In dieser Woche hat ein Bericht der Bundesregierung erneut gezeigt: Die soziale Pflegeversicherung steht vor großen Herausforderungen. Private Versicherer bieten deshalb Policen, um die gesetzlich festgelegten Leistungen zu ergänzen. Der Markt ist allerdings unübersichtlich. Was muss man also wissen und worauf muss man achten?
Warum gibt es private Pflege-Policen?
Die soziale Pflegeversicherung solle keine "Erben-Schutzversicherung" sein und keine "Vollkasko-Versicherung", so hieß es seit ihrer Einführung vor 30 Jahren immer wieder.
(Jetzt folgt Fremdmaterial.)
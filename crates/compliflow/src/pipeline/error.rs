use thiserror::Error;

use crate::error::CapabilityError;

use super::stage::Stage;

/// Why a stage failed. The display string is what lands in the stage's
/// `error` field.
#[derive(Error, Debug)]
pub enum StageError {
    /// Policy failure: the scan succeeded and found an infection.
    #[error("virus detected")]
    Infected { signature: Option<String> },

    #[error(transparent)]
    Capability(#[from] CapabilityError),

    #[error("internal error: {stage} needs {needs} output, which is missing")]
    MissingInput { stage: Stage, needs: Stage },

    #[error("internal error: {0}")]
    Panicked(String),

    #[error("internal error: {0}")]
    Tracker(String),
}
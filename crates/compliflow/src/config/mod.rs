pub mod loader;
pub mod schema;

pub use loader::{load_config, load_config_from_str, load_config_from_yaml_str, validate_config};
pub use schema::{
    ArtifactsConfig, Config, ControlConfig, DetectionConfig, FrameworkConfig, LogFormat,
    LoggingConfig, MalwareConfig, PipelineSettings, SensitivePattern, SignatureConfig,
};
pub mod capability;
pub mod config;
pub mod error;
pub mod logging;
pub mod pipeline;
pub mod sanitize;
pub mod status;

pub use config::{load_config, Config};
pub use error::{CapabilityError, CompliflowError, ConfigError, LoggingError, Result};
pub use logging::init_logging;
pub use pipeline::{
    BroadcastProgress, Collaborators, Pipeline, ProcessingContext, ProcessingResult,
    ProcessingSummary, Stage, StageState, StageStatus,
};
pub use status::{UploadState, UploadStatus};

use std::path::Path;

/// Service startup: loads the config at `path`, installs the global
/// subscriber it describes and builds the pipeline.
pub fn bootstrap(path: impl AsRef<Path>) -> Result<Pipeline> {
    let config = load_config(path)?;
    init_logging(&config.logging)?;
    Ok(Pipeline::from_config(&config)?)
}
Das heißt: Wer einen Pflegegrad anerkannt bekommt, erhält oft nicht die vollen Kosten ausgeglichen, die seine Pflege mit sich bringt. Üblicherweise wird ein Eigenanteil fällig, der beträchtlich sein kann.
Das gilt für gesetzlich Versicherte ebenso wie für Privatversicherte. Denn für beide Gruppen gelten im Wesentlichen die gleichen Regeln für die soziale Pflegeversicherung, auch wenn sie über verschiedene Träger versichert sind: Auf der einen Seite die Pflegekassen der gesetzlichen Krankenversicherung, auf der anderen die Pflege-Bereiche der privaten Krankenversicherer. Das heißt: Für Privatversicherte stellen sich beim Thema Pflegekosten oftmals die gleichen Fragen wie für gesetzlich Versicherte.
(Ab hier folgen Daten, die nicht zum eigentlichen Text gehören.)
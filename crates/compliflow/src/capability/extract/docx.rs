use std::collections::BTreeMap;
use std::io::{Cursor, Read, Seek};

use quick_xml::events::Event;
use quick_xml::Reader;

use crate::capability::extract::{DocumentFormat, FormatExtractor};
use crate::capability::ExtractedText;
use crate::error::CapabilityError;

pub struct DocxExtractor;

impl FormatExtractor for DocxExtractor {
    fn extract(&self, bytes: &[u8]) -> Result<ExtractedText, CapabilityError> {
        let mut archive = zip::ZipArchive::new(Cursor::new(bytes))
            .map_err(|e| CapabilityError::Extraction(format!("Failed to open DOCX: {}", e)))?;

        let text = extract_docx_text(&mut archive)?;

        let mut metadata = BTreeMap::new();
        metadata.insert("format".to_string(), "docx".to_string());

        Ok(ExtractedText {
            text,
            page_count: None,
            metadata,
        })
    }

    fn supports(&self, format: DocumentFormat) -> bool {
        matches!(format, DocumentFormat::Docx)
    }
}

fn extract_docx_text<R: Read + Seek>(
    archive: &mut zip::ZipArchive<R>,
) -> Result<String, CapabilityError> {
    let mut document_xml = archive.by_name("word/document.xml").map_err(|e| {
        CapabilityError::Extraction(format!("Failed to find document.xml: {}", e))
    })?;

    let mut xml_content = String::new();
    document_xml.read_to_string(&mut xml_content).map_err(|e| {
        CapabilityError::Extraction(format!("Failed to read document.xml: {}", e))
    })?;

    parse_docx_xml(&xml_content)
}

/// Collects `w:t` runs, one line per `w:p` paragraph.
///
/// Run text is kept verbatim: Word splits sentences across runs and the
/// separating spaces live at the run edges.
fn parse_docx_xml(xml: &str) -> Result<String, CapabilityError> {
    let mut reader = Reader::from_str(xml);

    let mut text = String::new();
    let mut in_run = false;
    let mut in_text_element = false;

    loop {
        match reader.read_event() {
            Ok(Event::Start(ref e)) => match e.local_name().as_ref() {
                b"r" => in_run = true,
                b"t" => in_text_element = true,
                _ => {}
            },
            // `w:tab` also defines tab stops in paragraph properties.
            Ok(Event::Empty(ref e)) if in_run => match e.local_name().as_ref() {
                b"tab" => text.push('\t'),
                b"br" | b"cr" => text.push('\n'),
                _ => {}
            },
            Ok(Event::End(ref e)) => match e.local_name().as_ref() {
                b"r" => in_run = false,
                b"t" => in_text_element = false,
                b"p" => text.push('\n'),
                _ => {}
            },
            Ok(Event::Text(e)) => {
                if in_text_element {
                    text.push_str(&String::from_utf8_lossy(&e));
                }
            }
            Ok(Event::GeneralRef(e)) => {
                if in_text_element {
                    let name = String::from_utf8_lossy(&e);
                    match resolve_reference(&name) {
                        Some(c) => text.push(c),
                        None => {
                            return Err(CapabilityError::Extraction(format!(
                                "Unknown entity reference '&{};'",
                                name
                            )));
                        }
                    }
                }
            }
            Ok(Event::Eof) => break,
            Err(e) => {
                return Err(CapabilityError::Extraction(format!(
                    "XML parsing error: {}",
                    e
                )));
            }
            _ => {}
        }
    }

    Ok(text)
}

/// Resolves a predefined XML entity or a numeric character reference,
/// given the name between `&` and `;`.
fn resolve_reference(name: &str) -> Option<char> {
    match name {
        "amp" => Some('&'),
        "lt" => Some('<'),
        "gt" => Some('>'),
        "quot" => Some('"'),
        "apos" => Some('\''),
        _ => {
            let digits = name.strip_prefix('#')?;
            let code = match digits.strip_prefix('x').or_else(|| digits.strip_prefix('X')) {
                Some(hex) => u32::from_str_radix(hex, 16).ok()?,
                None => digits.parse().ok()?,
            };
            char::from_u32(code)
        }
    }
}

#[cfg(test)]
mod tests {
    use super::*;
    use std::io::Write;

    fn docx_bytes(document_xml: &str) -> Vec<u8> {
        let mut buffer = Cursor::new(Vec::new());
        {
            let mut zip = zip::ZipWriter::new(&mut buffer);
            let options = zip::write::SimpleFileOptions::default();
            zip.start_file("word/document.xml", options).unwrap();
            zip.write_all(document_xml.as_bytes()).unwrap();
            zip.finish().unwrap();
        }
        buffer.into_inner()
    }

    #[test]
    fn test_parse_paragraphs() {
        let xml = r#"<w:document xmlns:w="http://schemas.openxmlformats.org/wordprocessingml/2006/main">
            <w:body>
                <w:p><w:r><w:t>Data retention</w:t></w:r></w:p>
                <w:p><w:r><w:t>Access control</w:t></w:r></w:p>
            </w:body>
        </w:document>"#;

        let text = parse_docx_xml(xml).unwrap();
        assert_eq!(text, "Data retention\nAccess control\n");
    }

    #[test]
    fn test_split_runs_and_entities_preserved() {
        let xml = concat!(
            "<w:p><w:r><w:t>R&amp;D data</w:t></w:r></w:p>",
            "<w:p><w:r><w:t xml:space=\"preserve\">Quarterly access </w:t></w:r>",
            "<w:r><w:t>review</w:t></w:r></w:p>",
        );

        let text = parse_docx_xml(xml).unwrap();
        assert_eq!(text, "R&D data\nQuarterly access review\n");
    }

    #[test]
    fn test_character_references_and_tabs() {
        let xml = concat!(
            "<w:p><w:pPr><w:tabs><w:tab w:val=\"left\" w:pos=\"720\"/></w:tabs></w:pPr>",
            "<w:r><w:t>&lt;Section&gt;</w:t><w:tab/><w:t>caf&#233; &#x41;</w:t></w:r></w:p>",
        );
        let text = parse_docx_xml(xml).unwrap();
        assert_eq!(text, "<Section>\tcaf\u{e9} A\n");
    }

    #[test]
    fn test_whitespace_between_elements_ignored() {
        let xml = "<w:body>\n  <w:p>\n    <w:r> <w:t>Encryption</w:t> </w:r>\n  </w:p>\n</w:body>";
        let text = parse_docx_xml(xml).unwrap();
        assert_eq!(text, "Encryption\n");
    }

    #[test]
    fn test_resolve_reference() {
        assert_eq!(resolve_reference("amp"), Some('&'));
        assert_eq!(resolve_reference("apos"), Some('\''));
        assert_eq!(resolve_reference("#169"), Some('\u{a9}'));
        assert_eq!(resolve_reference("#xA9"), Some('\u{a9}'));
        assert_eq!(resolve_reference("nbsp"), None);
        assert_eq!(resolve_reference("#xD800"), None);
    }

    #[test]
    fn test_extracts_from_archive() {
        let xml = r#"<w:document xmlns:w="x"><w:body><w:p><w:r><w:t>Incident response</w:t></w:r></w:p></w:body></w:document>"#;
        let extracted = DocxExtractor.extract(&docx_bytes(xml)).unwrap();
        assert!(extracted.text.contains("Incident response"));
        assert_eq!(extracted.metadata.get("format").map(String::as_str), Some("docx"));
    }

    #[test]
    fn test_archive_without_document_xml() {
        let mut buffer = Cursor::new(Vec::new());
        {
            let mut zip = zip::ZipWriter::new(&mut buffer);
            zip.start_file("other.xml", zip::write::SimpleFileOptions::default())
                .unwrap();
            zip.write_all(b"<x/>").unwrap();
            zip.finish().unwrap();
        }

        let result = DocxExtractor.extract(&buffer.into_inner());
        assert!(matches!(result, Err(CapabilityError::Extraction(_))));
    }

    #[test]
    fn test_not_a_zip() {
        let result = DocxExtractor.extract(b"PK\x03\x04 truncated");
        assert!(matches!(result, Err(CapabilityError::Extraction(_))));
    }
}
Für diejenigen, die eine mögliche "Pflege-Lücke" nicht nur etwa aus ihrer Rente oder ihrem Vermögen begleichen wollen, hat die private Versicherungswirtschaft eine Vielfalt von Pflege-Zusatzpolicen entwickelt. Nach Angaben des Branchenverbandes wurden bislang rund drei Millionen entsprechende Verträge abgeschlossen.
Welche Angebote gibt es bei der Pflegezusatzversicherung?
Die privaten Pflegepolicen verteilen sich auf drei verschiedene Grund-Angebote: Bei der Tagegeld-Versicherung zahlt der Versicherer dem Kunden pro Tag eine bestimmte Summe, wenn er pflegebedürftig ist. Das Geld ist zur freien Verfügung, es muss also nicht zwingend für Pflegedienste oder eine stationäre Einrichtung ausgegeben werden. Ähnlich funktionieren Pflege-Rentenversicherungen: Hier fließt eine bestimmte monatliche Summe.
Daneben gibt es Pflegekosten-Versicherungen, die einen Teil der Ausgaben übernehmen, die die Versicherten wegen ihrer Pflegebedürftigkeit haben. Die entsprechenden Kosten müssen nachgewiesen werden.
Gibt es Versicherungstarife mit staatlicher Förderung?
Unter dem früheren FDP-Bundesgesundheitsminister Daniel Bahr, der inzwischen im Vorstand der Allianz Privaten Krankenversicherung arbeitet, wurde ein staatlich gefördertes Angebot für private Pflege-Policen entwickelt. Diese Art von Policen werden deswegen auch unter dem Namen "Pflege-Bahr" angeboten, ähnlich wie die nach dem früheren Arbeitsminister Walter Riester benannte "Riester-Rente". Beim "Pflege-Bahr" erhalten Kunden einen staatlichen Zuschuss von derzeit bis zu fünf Euro pro Monat. Gesundheitsfragen, wie sie bei anderen Policen üblich sind, entfallen.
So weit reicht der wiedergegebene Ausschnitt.